En effet, notamment par l’intermédiaire de l’auteur et photographe belge Georges Adins, qui avait rencontré Memphis Minnie peu après son attaque cérébrale en 1960, Strachwitz avait appris combien la chanteuse-guitariste se trouvait dans le plus total dénuement, d’autant qu’elle perdra l’année suivante son mari Ernest Lawlars (ou Lawlers, Lawler ou Lawlar) aka Little Son Joe. Le premier album au catalogue Blues Classics, qui date de 1964 (référence BC 1) lui est donc consacré et s’intitule « Blues Classics by Memphis Minnie ». Il compte 15 chansons qui portent sur la période 1929-1946, avec plusieurs grands classiques dont When the Levee Breaks, Me and My Chauffeur Blues et Black Rat Swing. Dans les notes de pochette, on lit : « Memphis Minnie reçoit une royaltie de 50 cents sur la vente de chaque exemplaire de cet enregistrement, et quiconque souhaite lui écrire et l’aider peut le faire en s’adressant à Mrs. Minnie Lawler – 1755 Eldridge Avenue – Memphis, Tennessee. »

Dès le deuxième disque, « Blues Classics by The Jug, Jook and Washboard Bands », on a une nouvelle preuve de l’intérêt de Strachwitz pour toutes les formes de musique traditionnelle américaine. On y retrouve des formations connues comme le Memphis Jug Band (sous divers noms), le Mississippi Jook Band et le Birmingham Jug Band, aux côtés d’autres plus rarement retenues par les producteurs : Dallas Jamboree Jug Band, Walter Taylor’s Washboard Band, Chasey Collins’ Washboard Band… Viennent ensuite des grands noms du blues : John Lee « Sonny Boy » Williamson (1964, 1969 et 197?), Kokomo Arnold et Peetie Wheatstraw (1964), Sonny Boy Williamson II et Washboard Sam (1967), Blind Boy Fuller avec Sonny Terry & Bull City Red, (196?), Memphis Minnie Vol. 2 (1967), Big Joe Williams (1969), Ralph Willis avec Brownie McGhee & Sonny Terry (197?), Tampa Red (1975), Albert Ammons (1981), Big Maceo Merryweather (1984) et Lightnin’ Hopkins (1985).

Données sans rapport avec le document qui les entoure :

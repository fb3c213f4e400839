//! Consumer Groups
//!
//! Consumer groups give at-least-once delivery tracking over a stream.
//!
//! ## What is a Consumer Group?
//!
//! A group remembers the last ID it delivered, plus every delivered record that
//! has not been acknowledged yet (the *pending entries list*, or PEL):
//!
//! - **Group PEL**: `StreamId -> Nack` (delivery time, delivery count, owner)
//! - **Consumer PEL**: the set of IDs that consumer currently owns
//!
//! The group PEL is the only owner of a NACK. A consumer's PEL holds plain IDs,
//! and every change goes through the group so both sides stay in step:
//!
//! ```text
//!  group "billing"
//!  ├── last_delivered_id: 1700-4
//!  ├── pel: { 1700-2 → Nack{worker-a, 1x}, 1700-3 → Nack{worker-b, 2x} }
//!  └── consumers
//!      ├── worker-a  pel: { 1700-2 }
//!      └── worker-b  pel: { 1700-3 }
//! ```
//!
//! ## Usage
//!
//! ```ignore
//! stream.create_group("billing", StreamId::MIN)?;
//! stream.record_delivery("billing", "worker-a", id)?;
//! stream.acknowledge("billing", &[id])?;
//! ```

use std::collections::{BTreeMap, BTreeSet};

use serde::{Deserialize, Serialize};
use streamlog_core::StreamId;
use tracing::debug;

use crate::error::{Error, Result};
use crate::stream::Stream;

/// A delivered, unacknowledged record.
#[derive(Debug, Clone, PartialEq, Eq, Serialize, Deserialize)]
pub struct Nack {
    /// Milliseconds timestamp of the latest delivery
    pub delivery_time: u64,
    pub delivery_count: u64,
    /// Name of the consumer the record was last delivered to
    pub consumer: String,
}

#[derive(Debug, Clone, PartialEq, Eq)]
pub struct Consumer {
    name: String,
    seen_time: u64,
    pel: BTreeSet<StreamId>,
}

impl Consumer {
    fn new(name: &str, now: u64) -> Self {
        Self {
            name: name.to_string(),
            seen_time: now,
            pel: BTreeSet::new(),
        }
    }

    pub fn name(&self) -> &str {
        &self.name
    }

    /// Milliseconds timestamp of the last time this consumer was looked up.
    pub fn seen_time(&self) -> u64 {
        self.seen_time
    }

    /// IDs currently pending for this consumer, in order.
    pub fn pending(&self) -> impl Iterator<Item = StreamId> + '_ {
        self.pel.iter().copied()
    }

    pub fn pending_count(&self) -> usize {
        self.pel.len()
    }
}

/// Overview of a group's pending entries.
#[derive(Debug, Clone, Default, PartialEq, Eq, Serialize, Deserialize)]
pub struct PendingSummary {
    pub count: u64,
    pub min: Option<StreamId>,
    pub max: Option<StreamId>,
    /// Consumers with at least one pending entry, by name
    pub consumers: Vec<(String, u64)>,
}

#[derive(Debug, Clone, PartialEq, Eq)]
pub struct ConsumerGroup {
    last_delivered_id: StreamId,
    pel: BTreeMap<StreamId, Nack>,
    consumers: BTreeMap<String, Consumer>,
}

impl ConsumerGroup {
    pub fn new(last_delivered_id: StreamId) -> Self {
        Self {
            last_delivered_id,
            pel: BTreeMap::new(),
            consumers: BTreeMap::new(),
        }
    }

    /// Rebuild a group from its group PEL, deriving every consumer PEL from
    /// the NACK owners. Fails if a NACK names a consumer that is not listed.
    pub fn restore(
        last_delivered_id: StreamId,
        pel: BTreeMap<StreamId, Nack>,
        consumers: impl IntoIterator<Item = (String, u64)>,
    ) -> std::result::Result<Self, String> {
        let mut consumers: BTreeMap<String, Consumer> = consumers
            .into_iter()
            .map(|(name, seen_time)| {
                let consumer = Consumer::new(&name, seen_time);
                (name, consumer)
            })
            .collect();

        for (id, nack) in &pel {
            let owner = consumers
                .get_mut(&nack.consumer)
                .ok_or_else(|| format!("pending entry {id} owned by unknown consumer {}", nack.consumer))?;
            owner.pel.insert(*id);
        }

        Ok(Self {
            last_delivered_id,
            pel,
            consumers,
        })
    }

    pub fn last_delivered_id(&self) -> StreamId {
        self.last_delivered_id
    }

    pub fn set_last_delivered_id(&mut self, id: StreamId) {
        self.last_delivered_id = id;
    }

    pub fn pending(&self) -> &BTreeMap<StreamId, Nack> {
        &self.pel
    }

    pub fn consumers(&self) -> impl Iterator<Item = &Consumer> {
        self.consumers.values()
    }

    pub fn consumer(&self, name: &str) -> Option<&Consumer> {
        self.consumers.get(name)
    }

    /// Find a consumer, optionally creating it, and mark it as seen at `now`.
    pub fn lookup_consumer(&mut self, name: &str, create: bool, now: u64) -> Option<&mut Consumer> {
        if create && !self.consumers.contains_key(name) {
            self.consumers
                .insert(name.to_string(), Consumer::new(name, now));
            debug!(consumer = %name, "Created consumer");
        }
        let consumer = self.consumers.get_mut(name)?;
        consumer.seen_time = now;
        Some(consumer)
    }

    /// Record that `id` was delivered to `consumer` at `now`.
    ///
    /// A first delivery creates a NACK with count 1. Delivering an ID that is
    /// already pending moves it to `consumer` and bumps its count.
    pub fn record_delivery(&mut self, consumer: &str, id: StreamId, now: u64) -> &Nack {
        self.lookup_consumer(consumer, true, now);

        let previous_owner = self.pel.get(&id).map(|nack| nack.consumer.clone());
        if let Some(owner) = previous_owner {
            if let Some(previous) = self.consumers.get_mut(&owner) {
                previous.pel.remove(&id);
            }
        }
        if let Some(owner) = self.consumers.get_mut(consumer) {
            owner.pel.insert(id);
        }

        let nack = self
            .pel
            .entry(id)
            .and_modify(|nack| {
                nack.delivery_time = now;
                nack.delivery_count += 1;
                nack.consumer = consumer.to_string();
            })
            .or_insert_with(|| Nack {
                delivery_time: now,
                delivery_count: 1,
                consumer: consumer.to_string(),
            });
        nack
    }

    /// Acknowledge IDs. Returns how many were pending.
    pub fn acknowledge(&mut self, ids: &[StreamId]) -> u64 {
        let mut acked = 0;
        for id in ids {
            if let Some(nack) = self.pel.remove(id) {
                if let Some(owner) = self.consumers.get_mut(&nack.consumer) {
                    owner.pel.remove(id);
                }
                acked += 1;
            }
        }
        acked
    }

    /// Remove a consumer and every entry pending for it. Returns how many
    /// entries were dropped, or `None` if there is no such consumer.
    pub fn delete_consumer(&mut self, name: &str) -> Option<u64> {
        let consumer = self.consumers.remove(name)?;
        for id in &consumer.pel {
            self.pel.remove(id);
        }
        debug!(consumer = %name, dropped = consumer.pel.len(), "Deleted consumer");
        Some(consumer.pel.len() as u64)
    }

    pub fn pending_summary(&self) -> PendingSummary {
        PendingSummary {
            count: self.pel.len() as u64,
            min: self.pel.keys().next().copied(),
            max: self.pel.keys().next_back().copied(),
            consumers: self
                .consumers
                .values()
                .filter(|c| !c.pel.is_empty())
                .map(|c| (c.name.clone(), c.pel.len() as u64))
                .collect(),
        }
    }

    /// Up to `count` pending entries in `[start, end]`, optionally only those
    /// owned by `consumer`.
    pub fn pending_range(
        &self,
        start: StreamId,
        end: StreamId,
        count: usize,
        consumer: Option<&str>,
    ) -> Vec<(StreamId, Nack)> {
        if start > end {
            return Vec::new();
        }
        self.pel
            .range(start..=end)
            .filter(|(_, nack)| consumer.map_or(true, |name| nack.consumer == name))
            .take(count)
            .map(|(id, nack)| (*id, nack.clone()))
            .collect()
    }
}

impl Stream {
    fn group_mut(&mut self, name: &str) -> Result<&mut ConsumerGroup> {
        self.groups
            .as_mut()
            .and_then(|groups| groups.get_mut(name))
            .ok_or_else(|| Error::GroupNotFound(name.to_string()))
    }

    pub fn groups(&self) -> impl Iterator<Item = (&str, &ConsumerGroup)> {
        self.groups
            .iter()
            .flat_map(|groups| groups.iter())
            .map(|(name, group)| (name.as_str(), group))
    }

    pub fn create_group(&mut self, name: &str, start_id: StreamId) -> Result<&mut ConsumerGroup> {
        let groups = self.groups.get_or_insert_with(BTreeMap::new);
        if groups.contains_key(name) {
            return Err(Error::DuplicateGroup(name.to_string()));
        }
        debug!(group = %name, start = %start_id, "Created consumer group");
        Ok(groups
            .entry(name.to_string())
            .or_insert_with(|| ConsumerGroup::new(start_id)))
    }

    pub fn lookup_group(&self, name: &str) -> Option<&ConsumerGroup> {
        self.groups.as_ref()?.get(name)
    }

    pub fn lookup_group_mut(&mut self, name: &str) -> Option<&mut ConsumerGroup> {
        self.groups.as_mut()?.get_mut(name)
    }

    /// Remove a group together with its consumers and pending entries.
    pub fn delete_group(&mut self, name: &str) -> Result<ConsumerGroup> {
        let group = self
            .groups
            .as_mut()
            .and_then(|groups| groups.remove(name))
            .ok_or_else(|| Error::GroupNotFound(name.to_string()))?;
        debug!(group = %name, pending = group.pel.len(), "Deleted consumer group");
        Ok(group)
    }

    /// Look up a consumer, refreshing its seen time. With `create` a missing
    /// consumer is added; without it `Ok(None)` is returned.
    pub fn lookup_consumer(
        &mut self,
        group: &str,
        name: &str,
        create: bool,
    ) -> Result<Option<&mut Consumer>> {
        let now = self.clock.now_ms();
        Ok(self.group_mut(group)?.lookup_consumer(name, create, now))
    }

    pub fn record_delivery(&mut self, group: &str, consumer: &str, id: StreamId) -> Result<&Nack> {
        let now = self.clock.now_ms();
        Ok(self.group_mut(group)?.record_delivery(consumer, id, now))
    }

    pub fn acknowledge(&mut self, group: &str, ids: &[StreamId]) -> Result<u64> {
        Ok(self.group_mut(group)?.acknowledge(ids))
    }

    /// Remove a consumer, returning how many pending entries it owned.
    pub fn delete_consumer(&mut self, group: &str, name: &str) -> Result<u64> {
        self.group_mut(group)?
            .delete_consumer(name)
            .ok_or_else(|| Error::ConsumerNotFound {
                group: group.to_string(),
                consumer: name.to_string(),
            })
    }

    pub fn set_last_delivered_id(&mut self, group: &str, id: StreamId) -> Result<()> {
        self.group_mut(group)?.set_last_delivered_id(id);
        Ok(())
    }

    pub fn pending_summary(&self, group: &str) -> Result<PendingSummary> {
        self.lookup_group(group)
            .map(ConsumerGroup::pending_summary)
            .ok_or_else(|| Error::GroupNotFound(group.to_string()))
    }

    pub fn pending_range(
        &self,
        group: &str,
        start: StreamId,
        end: StreamId,
        count: usize,
        consumer: Option<&str>,
    ) -> Result<Vec<(StreamId, Nack)>> {
        self.lookup_group(group)
            .map(|g| g.pending_range(start, end, count, consumer))
            .ok_or_else(|| Error::GroupNotFound(group.to_string()))
    }
}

Blues Classics se distingue aussi par de très intéressantes séries sur lesquelles il importe de s’arrêter.
– « Country Blues Classics » en quatre volumes. Il s’agit d’enregistrements, souvent peu courants, qui datent des années 1920, 1930 et 1940, avec quelques incursions jusqu’au début des années 1950.
– « The Early 1950s ». Trois albums sur le blues de Chicago, de Détroit et du Texas, à une époque charnière où l’amplification électrique changea la face du blues moderne.
– Deux compilations plus spécifiques, « Memphis and the Delta – 1950s » et « When Women Sang the Blues » (principalement Classic Blues) font également partie de la sélection.
– Enfin, en marge du blues avec du gospel mais quand même bon nombre d’adeptes du Sacred Blues, la série « Negro Religious Music » en trois volumes vient compléter un ensemble en tout point remarquable qui totalise 30 albums (BC 1 à BC 30) sortis entre 1964 et 1985, mais bien difficiles à dénicher aujourd’hui. Chris Strachwitz se chargeait souvent lui-même des photos et des notes de pochette, avec l’aide de Paul Oliver, Pete Welding, Jim O’Neal et Mike Rowe, qui n’étaient pas les premiers venus ! Pour plus de détails sur le label Blues Classics, je vous conseille la discographie du site de Stefan Wirz.
Photos : © Stefan Wirz.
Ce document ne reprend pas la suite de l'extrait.